His interest lay in tennis, but a kidney transplant forced Rajesh Devaraj to give up the sport.Unfazed, he took to cycling, participating in major local and international events

Six years ago, Rajesh Devaraj underwent a kidney transplant. As his mother was the donor, Devaraj's body received the new organ without much protest. After six months of intense medication and bed rest, he was back on his feet.

“I had regained strength and was fit enough to run,” says Devraj. Encouraged, Devaraj returned to tennis, a passion since his teenage years. “I was a university and club-level player in my younger days,” recalls Devaraj. “Being able to play tennis as well as I ever had, I considered myself immensely lucky.”

His joy was however short-lived. He developed excruciating hip pain and had to stay off the courts. “The hip problem was a side effect of post-transplant treatment. I was diagnosed with bilateral avascular necrosis — three to four per cent of those who are on long-term steroid treatment develop this condition. As tennis involved considerable use of the hip, I had to give it up. For physical activity, I had to choose between swimming and cycling because neither places much load on the hip.”

When his neighbour went on a Tiruvanmiyur-to-Mahabalipuram cycle ride, organised by Chain Reaction, Devaraj took a chance and went cycling. “It was not easy, but I managed the distance,” says Devraj. He was hooked on cycling and went in for a high-quality road bike and began to hang out with cycling enthusiasts.

Bigger challenges

A regular at races for amateurs, conducted by Chain Reaction and the Tamil Nadu Cycling Club, he invariably finished in the top five. He was looking for bigger challenges when he chanced upon an announcement about the 2011 World Transplant Games (WTG) in Sweden. A biennial sporting event for those who have undergone organ transplants, WTG is an effort at encouraging organ donation. Countries have federations that select sportsmen and send them to WTG. Devaraj enrolled with the All India Transplant Games Federation and trained hard for the international competition. It lasted six months and was more intense than his cycling routine which includes “three weekday rides adding up to 100 km and two weekend rides adding up to 150 km”.

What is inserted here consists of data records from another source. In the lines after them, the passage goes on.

//! Integration tests for the room state machine: transition legality,
//! host-only control, FINISHED terminality.

use std::net::SocketAddr;
use std::sync::Arc;

use serde_json::json;
use tokio::net::TcpListener;

use readalong_server::config::RoomPolicy;
use readalong_server::state::AppState;
use readalong_server::{auth, bus, db, reward, rooms, routes, ws};

async fn start_test_server() -> (String, AppState) {
    let tmp_dir = tempfile::tempdir().expect("Failed to create temp dir");
    let data_dir = tmp_dir.path().to_str().unwrap().to_string();

    let db = db::init_db(&data_dir).expect("Failed to init DB");
    let jwt_secret =
        auth::token::load_or_generate_jwt_secret(&data_dir).expect("Failed to generate JWT secret");

    let state = AppState {
        db,
        jwt_secret,
        connections: ws::new_connection_registry(),
        room_subscriptions: ws::new_room_subscriptions(),
        bus: bus::FanoutBus::new(),
        room_locks: rooms::locks::RoomLocks::new(),
        policy: RoomPolicy::default(),
        reward: Arc::new(reward::LogRewardSink),
    };

    bus::relay::spawn_relay(state.clone());

    let app = routes::build_router(state.clone());
    let listener = TcpListener::bind("127.0.0.1:0").await.unwrap();
    let addr = listener.local_addr().unwrap();

    tokio::spawn(async move {
        axum::serve(
            listener,
            app.into_make_service_with_connect_info::<SocketAddr>(),
        )
        .await
        .unwrap();
        let _keep = tmp_dir;
    });

    (format!("http://{}", addr), state)
}

async fn register(client: &reqwest::Client, base: &str, name: &str) -> (String, String) {
    let res = client
        .post(format!("{base}/api/identity/register"))
        .json(&json!({ "display_name": name }))
        .send()
        .await
        .unwrap();
    assert_eq!(res.status(), 201);
    let body: serde_json::Value = res.json().await.unwrap();
    (
        body["user_id"].as_str().unwrap().to_string(),
        body["token"].as_str().unwrap().to_string(),
    )
}

async fn create_room(client: &reqwest::Client, base: &str, token: &str, capacity: i64) -> String {
    let res = client
        .post(format!("{base}/api/rooms"))
        .bearer_auth(token)
        .json(&json!({ "title": "Chapter one", "capacity": capacity }))
        .send()
        .await
        .unwrap();
    assert_eq!(res.status(), 201);
    let body: serde_json::Value = res.json().await.unwrap();
    body["id"].as_str().unwrap().to_string()
}

async fn transition(
    client: &reqwest::Client,
    base: &str,
    token: &str,
    room_id: &str,
    op: &str,
) -> reqwest::Response {
    client
        .post(format!("{base}/api/rooms/{room_id}/{op}"))
        .bearer_auth(token)
        .send()
        .await
        .unwrap()
}

#[tokio::test]
async fn playback_cycle_and_terminal_finish() {
    let (base, _state) = start_test_server().await;
    let client = reqwest::Client::new();
    let (_host_id, host_token) = register(&client, &base, "host").await;
    let room_id = create_room(&client, &base, &host_token, 4).await;

    // WAITING → PAUSED is illegal
    let res = transition(&client, &base, &host_token, &room_id, "pause").await;
    assert_eq!(res.status(), 409);
    let body: serde_json::Value = res.json().await.unwrap();
    assert_eq!(body["error"], "invalid_transition");

    // WAITING → PLAYING
    let res = transition(&client, &base, &host_token, &room_id, "start").await;
    assert_eq!(res.status(), 200);
    let body: serde_json::Value = res.json().await.unwrap();
    assert_eq!(body["status"], "playing");

    // Double start is illegal
    let res = transition(&client, &base, &host_token, &room_id, "start").await;
    assert_eq!(res.status(), 409);

    // PLAYING → PAUSED → PLAYING
    let res = transition(&client, &base, &host_token, &room_id, "pause").await;
    assert_eq!(res.status(), 200);
    let res = transition(&client, &base, &host_token, &room_id, "start").await;
    assert_eq!(res.status(), 200);

    // PLAYING → FINISHED
    let res = transition(&client, &base, &host_token, &room_id, "finish").await;
    assert_eq!(res.status(), 200);
    let body: serde_json::Value = res.json().await.unwrap();
    assert_eq!(body["status"], "finished");

    // FINISHED is absorbing: nothing leaves it
    for op in ["start", "pause", "finish"] {
        let res = transition(&client, &base, &host_token, &room_id, op).await;
        assert_eq!(res.status(), 409, "transition {op} out of finished must fail");
        let body: serde_json::Value = res.json().await.unwrap();
        assert_eq!(body["error"], "invalid_transition");
    }

    // Room is retained for history
    let res = client
        .get(format!("{base}/api/rooms/{room_id}"))
        .bearer_auth(&host_token)
        .send()
        .await
        .unwrap();
    assert_eq!(res.status(), 200);
    let body: serde_json::Value = res.json().await.unwrap();
    assert_eq!(body["status"], "finished");
}

#[tokio::test]
async fn control_operations_are_host_only() {
    let (base, _state) = start_test_server().await;
    let client = reqwest::Client::new();
    let (_host_id, host_token) = register(&client, &base, "host").await;
    let (_guest_id, guest_token) = register(&client, &base, "guest").await;
    let room_id = create_room(&client, &base, &host_token, 4).await;

    // Even a joined participant may not drive playback
    let res = client
        .post(format!("{base}/api/rooms/{room_id}/join"))
        .bearer_auth(&guest_token)
        .send()
        .await
        .unwrap();
    assert_eq!(res.status(), 200);

    for op in ["start", "pause", "finish"] {
        let res = transition(&client, &base, &guest_token, &room_id, op).await;
        assert_eq!(res.status(), 403, "non-host {op} must be rejected");
        let body: serde_json::Value = res.json().await.unwrap();
        assert_eq!(body["error"], "not_host");
    }

    // Host still can
    let res = transition(&client, &base, &host_token, &room_id, "start").await;
    assert_eq!(res.status(), 200);
}

#[tokio::test]
async fn unknown_room_is_not_found() {
    let (base, _state) = start_test_server().await;
    let client = reqwest::Client::new();
    let (_id, token) = register(&client, &base, "host").await;

    let res = transition(&client, &base, &token, "no-such-room", "start").await;
    assert_eq!(res.status(), 404);
}
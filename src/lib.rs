//! Readalong reading room server library.
//! This crate exposes internal modules for integration testing.
//! The binary entry point is in main.rs.

pub mod auth;
pub mod bus;
pub mod chat;
pub mod config;
pub mod db;
pub mod error;
pub mod identity;
pub mod invites;
pub mod moderation;
pub mod participants;
pub mod reward;
pub mod rooms;
pub mod routes;
pub mod state;
pub mod ws;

In June 2011, Devaraj arrived in Goteborg (Sweden) to represent India in cycling. “In the races involving the local boys — organised in the run-up to the main one — I would finish first or second. But I was outclassed by cyclists from the United States and other countries in the main race, where I finished 13th out of 24 participants,” says 41-year-old Devaraj. “In 2013, WTG goes to South Africa. I don't know if I will win the race, but I will surely do better than last time.”